Lay it all out and assess it honestly before you write your dispute. If your documentation is complete and clearly shows the work was done correctly, you have a strong case. If your documentation has gaps, be realistic about your odds before you invest significant time in the dispute.

Write a Clear, Factual, Evidence-Based Dispute Letter

Your dispute response needs to do one thing above all others: tell a clear, factual, evidence-supported story of what happened at that property on that date.

Do not be emotional in your dispute letter. Do not characterize the chargeback as unfair or make accusations. Present your evidence chronologically, reference each piece of documentation by its date and what it shows, and state clearly and factually why the chargeback is not supported by the facts on record.

Structure your letter to mirror the claim being made against you. If they claim the winterization was incomplete, address each specific element of the winterization with reference to the photo that documents its completion. If they claim debris was not removed, reference your haul-away photos with timestamps and your dump receipt with the dated invoice. Walk them through your evidence sequentially so the reviewer does not have to work to understand your case.

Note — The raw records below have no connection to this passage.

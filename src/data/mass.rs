//! Mass operators for conservative node-data transfer.
//!
//! A [`MassOperatorProvider`] turns a mesh (with voids) into the matrices the
//! [`DataCollector`](crate::data::collector::DataCollector) needs. Operators
//! use a *unit ordering* of the nodes: masters first, then pivots, each in
//! ascending node order.

use nalgebra_sparse::{CooMatrix, CscMatrix};

use crate::config::VOID_TOL;
use crate::data::hanging_node_constraints::HangingNodeConstraints;
use crate::mesh_error::AmrError;
use crate::topology::skeleton::MeshSkeleton;
use crate::topology::trimesh::TriMesh;
use crate::topology::voids::find_voids;

/// Matrices of one mesh in unit ordering.
#[derive(Clone, Debug)]
pub struct MassOperators {
    /// Diagonal lumped mass, `n x n`.
    pub lumped: CscMatrix<f64>,
    /// Prolongation `P` from master values to all nodes, `n x m`.
    pub prolongation: CscMatrix<f64>,
    /// Constrained mass `P^T M P`, `m x m`.
    pub constrained: CscMatrix<f64>,
    /// `mass2unit[u]` is the mesh node at unit position `u`.
    pub mass2unit: Vec<usize>,
    /// `unit2mass[node]` is the unit position of mesh node `node`.
    pub unit2mass: Vec<usize>,
}

impl MassOperators {
    /// Number of unconstrained nodes.
    pub fn nmasters(&self) -> usize {
        self.constrained.nrows()
    }

    pub fn nnodes(&self) -> usize {
        self.mass2unit.len()
    }
}

/// Builds mass operators for a mesh.
pub trait MassOperatorProvider {
    fn mass_operators(&self, mesh: &TriMesh) -> Result<MassOperators, AmrError>;
}

/// Row-sum lumped P1 mass with hanging-node prolongation.
#[derive(Clone, Copy, Debug, PartialEq)]
pub struct LumpedMassProvider {
    pub void_tol: f64,
}

impl Default for LumpedMassProvider {
    fn default() -> Self {
        Self { void_tol: VOID_TOL }
    }
}

/// Lumped node masses: a third of every non-void triangle area per corner.
pub fn lumped_mass(mesh: &TriMesh, tol: f64) -> Vec<f64> {
    let mut is_void = vec![false; mesh.ntriangs()];
    for v in find_voids(mesh, tol) {
        is_void[v.trinum] = true;
    }
    let mut mass = vec![0.0; mesh.npoints()];
    for ((tri, area), void) in mesh.triangs().iter().zip(mesh.areas()).zip(is_void) {
        if void {
            continue;
        }
        for &n in tri {
            mass[n] += area.abs() / 3.0;
        }
    }
    mass
}

/// Integral of the piecewise-linear field `data` over `mesh`.
pub fn lumped_total(mesh: &TriMesh, data: &[f64], tol: f64) -> Result<f64, AmrError> {
    if data.len() != mesh.npoints() {
        return Err(AmrError::DataLengthMismatch {
            expected: mesh.npoints(),
            found: data.len(),
        });
    }
    Ok(lumped_mass(mesh, tol)
        .iter()
        .zip(data)
        .map(|(m, d)| m * d)
        .sum())
}

impl MassOperatorProvider for LumpedMassProvider {
    fn mass_operators(&self, mesh: &TriMesh) -> Result<MassOperators, AmrError> {
        let ghosts = mesh.getghosts().len();
        if ghosts > 0 {
            return Err(AmrError::GhostNodes(ghosts));
        }
        // rejects pivots that are not shared by exactly four triangles
        MeshSkeleton::from_mesh(mesh, self.void_tol)?;
        let constraints = HangingNodeConstraints::from_mesh(mesh, self.void_tol);
        let resolved = constraints.resolve_all()?;

        let n = mesh.npoints();
        let pivots = constraints.pivots();
        let mut mass2unit: Vec<usize> = (0..n).filter(|&i| !constraints.is_pivot(i)).collect();
        let nmasters = mass2unit.len();
        mass2unit.extend(&pivots);
        let mut unit2mass = vec![0; n];
        for (u, &node) in mass2unit.iter().enumerate() {
            unit2mass[node] = u;
        }

        // prolongation rows in unit ordering
        let mut rows: Vec<Vec<(usize, f64)>> = (0..nmasters).map(|u| vec![(u, 1.0)]).collect();
        for pivot in &pivots {
            let terms = resolved.get(pivot).map(Vec::as_slice).unwrap_or_default();
            rows.push(terms.iter().map(|t| (unit2mass[t.node], t.weight)).collect());
        }

        let mass = lumped_mass(mesh, self.void_tol);
        let mut lumped = CooMatrix::new(n, n);
        let mut prolongation = CooMatrix::new(n, nmasters);
        let mut constrained = CooMatrix::new(nmasters, nmasters);
        for (u, row) in rows.iter().enumerate() {
            let m = mass[mass2unit[u]];
            lumped.push(u, u, m);
            for &(a, wa) in row {
                prolongation.push(u, a, wa);
                for &(b, wb) in row {
                    constrained.push(a, b, m * wa * wb);
                }
            }
        }
        log::debug!(
            "mass operators: {} nodes, {} masters, {} pivots",
            n,
            nmasters,
            pivots.len()
        );
        Ok(MassOperators {
            lumped: CscMatrix::from(&lumped),
            prolongation: CscMatrix::from(&prolongation),
            constrained: CscMatrix::from(&constrained),
            mass2unit,
            unit2mass,
        })
    }
}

One thing experienced vendors note consistently: the dispute process at many nationals is a formal review exercise, and the outcome often correlates directly to the quality and organization of your submitted evidence. A dispute letter with fifteen clearly labeled, chronologically organized photos and a clean fact-based narrative is reviewed very differently from a defensive email with a handful of blurry photos attached. Put in the work on your response package. It matters.

Be Honest About When to Accept a Chargeback

Not every chargeback you receive deserves to be disputed. If the work was genuinely incomplete, if you know a crew member rushed a job, or if you cannot find the documentation to support your position, the most professional and financially rational response is to accept the chargeback and invest the energy you would spend on the dispute into improving your process for the next job.

Fighting a chargeback you cannot win wastes your time, delays the resolution of your account balance, and can damage your relationship with the client more than simply accepting the correction. Vendors who are known to fight every chargeback regardless of merit are treated differently than those who accept legitimate corrections and dispute only the ones they can genuinely substantiate.

The calculation is clear enough: fight when you have the documentation and the merits are on your side. Accept when they are not, and use it as the lesson it is.

The Pattern Behind Chargeback-Resistant Businesses

After thirteen years in this industry, the vendors I have seen build chargeback-resistant businesses have a few things in common that are worth naming directly.

Their documentation is systematic, not reactive. They do not take extra photos when they sense a job might be questioned. They take complete, organized photo sets on every job, every time, as a standard operating procedure. The discipline is the same whether the job is routine or complex.

Their completion processing happens the same day. Not because they have unlimited time, but because they understand that delayed processing creates documentation gaps that chargebacks exploit.

Their back-office operation can keep pace with their field output. This is the point that matters most at scale. A vendor completing twenty jobs a week has twenty completion submissions, twenty photo sets, twenty sets of field notes, and potentially multiple bid submissions to process. When that back-office work gets rushed or delayed because the same person is also running field operations, the documentation quality degrades. The photos get uploaded out of order. The completion notes get abbreviated. The bids get submitted with less supporting detail than they should carry. Those are exactly the gaps that produce chargebacks.

Vendors who separate their field operations from their back-office processing produce more consistent documentation quality across their full portfolio, and that consistency directly reduces their chargeback exposure. It is not a coincidence. It is a direct operational cause and effect.